### [Task to carry out]
Pick out the lines below with "under" and list them.

### [Record excerpts]
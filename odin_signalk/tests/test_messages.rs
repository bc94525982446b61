/*
 * Copyright © 2025, United States Government, as represented by the Administrator of
 * the National Aeronautics and Space Administration. All rights reserved.
 *
 * The “ODIN” software is licensed under the Apache License, Version 2.0 (the "License");
 * you may not use this file except in compliance with the License. You may obtain a copy
 * of the License at http://www.apache.org/licenses/LICENSE-2.0.
 *
 * Unless required by applicable law or agreed to in writing, software distributed under
 * the License is distributed on an "AS IS" BASIS, WITHOUT WARRANTIES OR CONDITIONS OF ANY KIND,
 * either express or implied. See the License for the specific language governing permissions
 * and limitations under the License.
 */
#![allow(unused)]


use std::time::Duration;
use serde_json::{Value, json};
use odin_signalk::{
    SignalKConfig, WorkerCommand, WorkerMessage, WorkerOutput,
    connector::stream_url,
    messages::{AlarmOptions, OpenOptions, SubscribeOptions, alarm_request, new_uuid, subscribe_request},
};

#[test]
fn test_parse_commands () {
    println!("--- testing command parsing");

    let cmd = WorkerCommand::from_json( r#"{
        "command": "open",
        "options": {
            "url": "ws://localhost:3000/signalk/v1/stream",
            "subscribe": "self",
            "token": "secret",
            "interval": 1000,
            "selections": { "aisMaxAge": 600000, "signalk": { "vessels": true, "atons": false, "aircraft": true, "sar": true, "maxRadius": 5000 } }
        }
    }"#).unwrap();
    println!("{cmd:?}");
    match cmd {
        WorkerCommand::Open(opts) => {
            assert_eq!( opts.url.as_deref(), Some("ws://localhost:3000/signalk/v1/stream"));
            assert_eq!( opts.token.as_deref(), Some("secret"));
            assert_eq!( opts.settings.interval, Some(1000));
            assert!( !opts.is_playback());

            let mut config = SignalKConfig::default();
            assert!( opts.settings.apply_to( &mut config));
            assert_eq!( config.update_interval, Duration::from_millis(1000));
            assert_eq!( config.max_age, Duration::from_secs(600));
            assert!( !config.filter.atons);
            assert_eq!( config.filter.radius(), Some(5000.0));
        }
        other => panic!("wrong command {other:?}")
    }

    let cmd = WorkerCommand::from_json( r#"{"command": "alarm", "options": {"raise": true, "type": "fire", "message": "fire in galley"}}"#).unwrap();
    assert!( matches!( cmd, WorkerCommand::Alarm( AlarmOptions { raise: true, .. })));

    let cmd = WorkerCommand::from_json( r#"{"command": "vessel", "options": {"context": "self", "name": "Dawn Treader"}}"#).unwrap();
    assert!( matches!( cmd, WorkerCommand::Vessel(_)));

    assert!( WorkerCommand::from_json( r#"{"command": "launch", "options": {}}"#).is_err());
}

#[test]
fn test_zero_ages_are_ignored () {
    println!("--- testing settings with zero ages");
    let cmd = WorkerCommand::from_json( r#"{"command": "settings", "options": {"selections": {"aisMaxAge": 0, "aisStaleAge": 0}}}"#).unwrap();
    let WorkerCommand::Settings(settings) = cmd else { panic!("not a settings command") };

    let mut config = SignalKConfig::default();
    assert!( !settings.apply_to( &mut config));
    assert_eq!( config.max_age, SignalKConfig::default().max_age);
    assert_eq!( config.stale_age, SignalKConfig::default().stale_age);
}

#[test]
fn test_stream_url () {
    println!("--- testing stream urls");
    let opts = OpenOptions { url: Some("ws://localhost:3000/signalk/v1/stream".to_string()), ..OpenOptions::default() };
    assert_eq!( stream_url(&opts).unwrap().as_str(), "ws://localhost:3000/signalk/v1/stream");

    let opts = OpenOptions { subscribe: Some("none".to_string()), ..opts };
    assert_eq!( stream_url(&opts).unwrap().as_str(), "ws://localhost:3000/signalk/v1/stream?subscribe=none");

    let opts = OpenOptions { url: Some("not a url".to_string()), ..OpenOptions::default() };
    assert!( stream_url(&opts).is_err());
}

#[test]
fn test_alarm_request () {
    println!("--- testing alarm requests");
    let raise = AlarmOptions { raise: true, alarm_type: "notifications.sinking".to_string(), message: None, state: Some("emergency".to_string()) };
    let req = alarm_request(&raise);
    println!("{req}");
    assert_eq!( req["context"], json!("vessels.self"));
    assert_eq!( req["put"]["path"], json!("notifications.sinking"));
    assert_eq!( req["put"]["value"]["state"], json!("emergency"));
    assert_eq!( req["put"]["value"]["method"], json!(["visual","sound"]));
    assert!( req["requestId"].is_string());

    let clear = AlarmOptions { raise: false, alarm_type: "sinking".to_string(), ..AlarmOptions::default() };
    let req = alarm_request(&clear);
    assert_eq!( req["put"]["path"], json!("notifications.sinking"));
    assert_eq!( req["put"]["value"], Value::Null);
}

#[test]
fn test_subscribe_request () {
    println!("--- testing subscribe requests");
    let opts = SubscribeOptions {
        context: "vessels.*".to_string(),
        path: vec![ json!("navigation.position"), json!({"path": "navigation.speedOverGround", "period": 1000}) ],
    };
    let req = subscribe_request(&opts);
    assert_eq!( req, json!({
        "context": "vessels.*",
        "subscribe": [ {"path": "navigation.position"}, {"path": "navigation.speedOverGround", "period": 1000} ]
    }));
}

#[test]
fn test_uuid () {
    let id = new_uuid();
    let parts: Vec<usize> = id.split('-').map(|p| p.len()).collect();
    assert_eq!( parts, vec![8,4,4,4,12]);
    assert_ne!( id, new_uuid());

    for _ in 0..50 { // random (v4) ids have fixed version and variant digits
        let c: Vec<char> = new_uuid().chars().collect();
        assert_eq!( c[14], '4');
        assert!( "89ab".contains(c[19]));
    }
}

#[test]
fn test_output_json () {
    println!("--- testing worker output serialization");
    let msg = WorkerMessage::new( WorkerOutput::Close(true), false);
    let v: Value = serde_json::from_str( &msg.to_json().unwrap()).unwrap();
    assert_eq!( v, json!({"action": "close", "result": true, "playback": false}));

    let msg = WorkerMessage::new( WorkerOutput::Error("connection error".to_string()), true);
    let v: Value = serde_json::from_str( &msg.to_json().unwrap()).unwrap();
    assert_eq!( v, json!({"action": "error", "result": "connection error", "playback": true}));
    assert_eq!( msg.action(), "error");
}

### [Your response]
 * The “ODIN” software is licensed under the Apache License, Version 2.0 (the "License");
 * Unless required by applicable law or agreed to in writing, software distributed under
 * and limitations under the License.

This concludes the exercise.